The boy would be hiding; it was the only weapon available to him. As in any game of hide-and-seek, victory went to the one who was most patient. Isaac moved at an impossibly slow pace, continuously scanning all compass points as he walked like a fencer, always taking care not to tangle his feet.

The footprints in the snow made the whole game ridiculously unfair. Slightly more difficult to see in the flat green light of the night scope, they nonetheless led from the mouth of the tunnel, up an adjacent hill, where they became more difficult to follow. Difficult, but far from impossible.

Isaac knew that Scott had taken the satellite phone, so it only made sense that the boy would want to find the higher ground, and sure enough, that's just where the footprints led. And there, up ahead, the light of the phone's display might as well have been a lighthouse beacon. It was almost too easy.

The boy had chosen a deadfall as his hiding place—as logical a spot as any—and as Isaac climbed through the tangles of branches and tree trunks, he yet again found himself admiring the kid's guts. He couldn't imagine making this climb barefooted.

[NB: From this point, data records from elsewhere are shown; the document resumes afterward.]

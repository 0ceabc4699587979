//! Shade helpers on `0xRRGGBB` colours.
//!
//! Lightness is shifted in HSL space on the straight sRGB values, so hue and
//! saturation stay put while the shade changes.

/// Raises HSL lightness by `amount` percentage points (clamped to 100%).
pub fn lighten(rgb: u32, amount: f32) -> u32 {
    shift_lightness(rgb, amount / 100.0)
}

/// Lowers HSL lightness by `amount` percentage points (clamped to 0%).
pub fn darken(rgb: u32, amount: f32) -> u32 {
    shift_lightness(rgb, -amount / 100.0)
}

/// Splits `0xRRGGBB` into bytes.
#[inline]
pub fn channels(rgb: u32) -> [u8; 3] {
    [(rgb >> 16) as u8, (rgb >> 8) as u8, rgb as u8]
}

#[inline]
pub fn pack(r: u8, g: u8, b: u8) -> u32 {
    (r as u32) << 16 | (g as u32) << 8 | b as u32
}

fn shift_lightness(rgb: u32, delta: f32) -> u32 {
    let [r, g, b] = channels(rgb);
    let (h, s, l) = rgb_to_hsl(r as f32 / 255.0, g as f32 / 255.0, b as f32 / 255.0);
    let (r, g, b) = hsl_to_rgb(h, s, (l + delta).clamp(0.0, 1.0));
    pack(to_byte(r), to_byte(g), to_byte(b))
}

/// Unit float channel to `0..=255`, clamped.
#[inline]
pub(crate) fn to_byte(c: f32) -> u8 {
    (c.clamp(0.0, 1.0) * 255.0).round() as u8
}

/// `h` in `[0, 1)` turns; `s`, `l` in `[0, 1]`.
fn rgb_to_hsl(r: f32, g: f32, b: f32) -> (f32, f32, f32) {
    let max = r.max(g).max(b);
    let min = r.min(g).min(b);
    let l = (max + min) / 2.0;

    if max == min {
        return (0.0, 0.0, l);
    }

    let d = max - min;
    let s = if l > 0.5 { d / (2.0 - max - min) } else { d / (max + min) };
    let h = if max == r {
        (g - b) / d + if g < b { 6.0 } else { 0.0 }
    } else if max == g {
        (b - r) / d + 2.0
    } else {
        (r - g) / d + 4.0
    };

    (h / 6.0, s, l)
}

fn hsl_to_rgb(h: f32, s: f32, l: f32) -> (f32, f32, f32) {
    if s == 0.0 {
        return (l, l, l);
    }

    let q = if l < 0.5 { l * (1.0 + s) } else { l + s - l * s };
    let p = 2.0 * l - q;
    (
        hue_to_channel(p, q, h + 1.0 / 3.0),
        hue_to_channel(p, q, h),
        hue_to_channel(p, q, h - 1.0 / 3.0),
    )
}

fn hue_to_channel(p: f32, q: f32, t: f32) -> f32 {
    let t = t.rem_euclid(1.0);
    if t < 1.0 / 6.0 {
        p + (q - p) * 6.0 * t
    } else if t < 0.5 {
        q
    } else if t < 2.0 / 3.0 {
        p + (q - p) * (2.0 / 3.0 - t) * 6.0
    } else {
        p
    }
}

#[cfg(test)]
mod tests {
    use super::*;

    #[test]
    fn to_byte_clamps_and_rounds() {
        assert_eq!(to_byte(-0.2), 0);
        assert_eq!(to_byte(0.5), 128);
        assert_eq!(to_byte(1.5), 255);
    }

    #[test]
    fn hsl_round_trip_keeps_colour() {
        for rgb in [0x4A5568, 0xB91C1C, 0xD4A574, 0x8B9DC3, 0x000000, 0xFFFFFF] {
            assert_eq!(shift_lightness(rgb, 0.0), rgb, "{rgb:06X}");
        }
    }

    #[test]
    fn grey_shifts_evenly() {
        // 20 points of lightness is 51 steps per channel.
        assert_eq!(lighten(0x808080, 20.0), 0xB3B3B3);
        assert_eq!(darken(0x808080, 20.0), 0x4D4D4D);
    }

    #[test]
    fn clamps_at_black_and_white() {
        assert_eq!(lighten(0xF5F5F0, 50.0), 0xFFFFFF);
        assert_eq!(darken(0x2D3748, 80.0), 0x000000);
    }

    #[test]
    fn darken_keeps_hue() {
        let seat = 0xB91C1C;
        let [r, g, b] = channels(darken(seat, 15.0));
        assert!(r > g && g.abs_diff(b) <= 1, "still a red shade: {r} {g} {b}");
        assert!(r < 0xB9);
    }

    #[test]
    fn pack_and_channels_agree() {
        assert_eq!(channels(0x123456), [0x12, 0x34, 0x56]);
        assert_eq!(pack(0x12, 0x34, 0x56), 0x123456);
    }
}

Thirty feet away now, Isaac quickened his pace. Stealth was irrelevant now. If Scott jumped up and bolted, he'd shoot him on the run. If he continued to try to hide, he'd shoot him where he lay. Now, it all came down to a seventy-five-cent bullet.

“Hey, Scott,” he taunted from fifteen feet away. “Why don't you just stand up and make this easy?” But of course, the boy didn't move from his spot in the corner of the log. Isaac sighed. “Well, what the hell,” he said, and he closed the distance in five seconds.

Only, there was no one there.

Down the hill and through the trees, the grinding roar of the snowmobile motor ripped the night into a thousand pieces.

Isaac whirled at the sound, firing at the blur of movement. The gun bucked against his shoulder and the action clacked, but even in the stillness of the night, the gunshot was merely a whisper.

 

S
COTT HAD THE THROTTLE TWISTED
all the way to full before his butt had even hit the seat, and as he engaged the clutch, he was gone like a NASA launch, accelerating through a cloud of exhaust and snow and noise. For the next thirty seconds, it was all about speed. Speed meant survival, it was really that simple. As he struggled to maintain control of the vehicle, he wondered where all the shooting was. He'd expected to be making this escape in the proverbial hail of bullets.

He got his answer when the snowmobile's windscreen shattered, followed a half second later by the
tink
of a bullet punching a hole somewhere else on the machine. Another buzzed past his ear, and he crouched as low as he could and twisted the throttle to its limits and beyond. All around him, tree trunks sprayed high velocity chunks of bark. There for a second, it seemed as if every tree were exploding, and the vehicle itself vibrated from two more hits somewhere.

But he raced on, the treads on the snowmobile kicking up a rooster tail of powder.

Scott had no idea how fast he was going—it didn't matter—but thirty seconds after the whole thing began, after he knew that he was safely concealed by the shelter of the next hill, he didn't let off a bit. He didn't need to. Maybe his eyes had just become adjusted to such things these past few days, but with the glimmering moon overhead, filtered through the trees, the trail laid itself out perfectly for him. After a minute or two, he even found the switch for the vehicle's headlight.

He didn't know where the trail went, but that, too, didn't matter; all trails went
somewhere.

As he powered toward the crest of the next hill, Scott realized that he had won. He'd beaten the odds again. On this night, Scott O'Toole was invincible. And in spite of the agonizing cold, and the fear that pounded in his temples, right at that particular moment, he knew without a doubt that he was the luckiest teenager on the planet.

 

I
SAAC LOWERED THE WEAPON
from his shoulder and looked at it as if it had let him down. Even with the action set to full-automatic, the bastard had still gotten away.